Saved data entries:

//! FlateDecode (zlib/deflate) support

use std::io::Read;

use flate2::Compression;
use flate2::read::{DeflateDecoder, ZlibDecoder};
use flate2::write::ZlibEncoder;

use crate::error::{Error, Result};
use crate::filter::params::FlateDecodeParams;
use crate::filter::predictor::apply_predictor_decode;

/// Decompress FlateDecode data and reverse any predictor.
pub fn decode_flate(data: &[u8], params: Option<&FlateDecodeParams>) -> Result<Vec<u8>> {
    let mut decompressed = Vec::new();
    let mut decoder = ZlibDecoder::new(data);
    if let Err(zlib_err) = decoder.read_to_end(&mut decompressed) {
        // Some producers write raw deflate data without the zlib header.
        decompressed.clear();
        let mut raw = DeflateDecoder::new(data);
        raw.read_to_end(&mut decompressed)
            .map_err(|_| Error::xref(format!("FlateDecode failed: {zlib_err}")))?;
    }

    match params {
        Some(p) if p.predictor > 1 => {
            apply_predictor_decode(&decompressed, p.predictor, p.colors, p.bits_per_component, p.columns)
        }
        _ => Ok(decompressed),
    }
}

/// Compress data with FlateDecode at the given level (0-9).
pub fn encode_flate(data: &[u8], level: u32) -> Result<Vec<u8>> {
    use std::io::Write;

    let mut encoder = ZlibEncoder::new(Vec::new(), Compression::new(level.min(9)));
    encoder
        .write_all(data)
        .and_then(|_| encoder.finish())
        .map_err(|e| Error::xref(format!("FlateDecode compression failed: {e}")))
}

Task requirements: Your answer must be an exact copy of every record.

Solution to this exercise:
//! FlateDecode (zlib/deflate) support

use std::io::Read;

use flate2::Compression;
use flate2::read::{DeflateDecoder, ZlibDecoder};
use flate2::write::ZlibEncoder;

use crate::error::{Error, Result};
use crate::filter::params::FlateDecodeParams;
use crate::filter::predictor::apply_predictor_decode;

/// Decompress FlateDecode data and reverse any predictor.
pub fn decode_flate(data: &[u8], params: Option<&FlateDecodeParams>) -> Result<Vec<u8>> {
    let mut decompressed = Vec::new();
    let mut decoder = ZlibDecoder::new(data);
    if let Err(zlib_err) = decoder.read_to_end(&mut decompressed) {
        // Some producers write raw deflate data without the zlib header.
        decompressed.clear();
        let mut raw = DeflateDecoder::new(data);
        raw.read_to_end(&mut decompressed)
            .map_err(|_| Error::xref(format!("FlateDecode failed: {zlib_err}")))?;
    }

    match params {
        Some(p) if p.predictor > 1 => {
            apply_predictor_decode(&decompressed, p.predictor, p.colors, p.bits_per_component, p.columns)
        }
        _ => Ok(decompressed),
    }
}

/// Compress data with FlateDecode at the given level (0-9).
pub fn encode_flate(data: &[u8], level: u32) -> Result<Vec<u8>> {
    use std::io::Write;

    let mut encoder = ZlibEncoder::new(Vec::new(), Compression::new(level.min(9)));
    encoder
        .write_all(data)
        .and_then(|_| encoder.finish())
        .map_err(|e| Error::xref(format!("FlateDecode compression failed: {e}")))
}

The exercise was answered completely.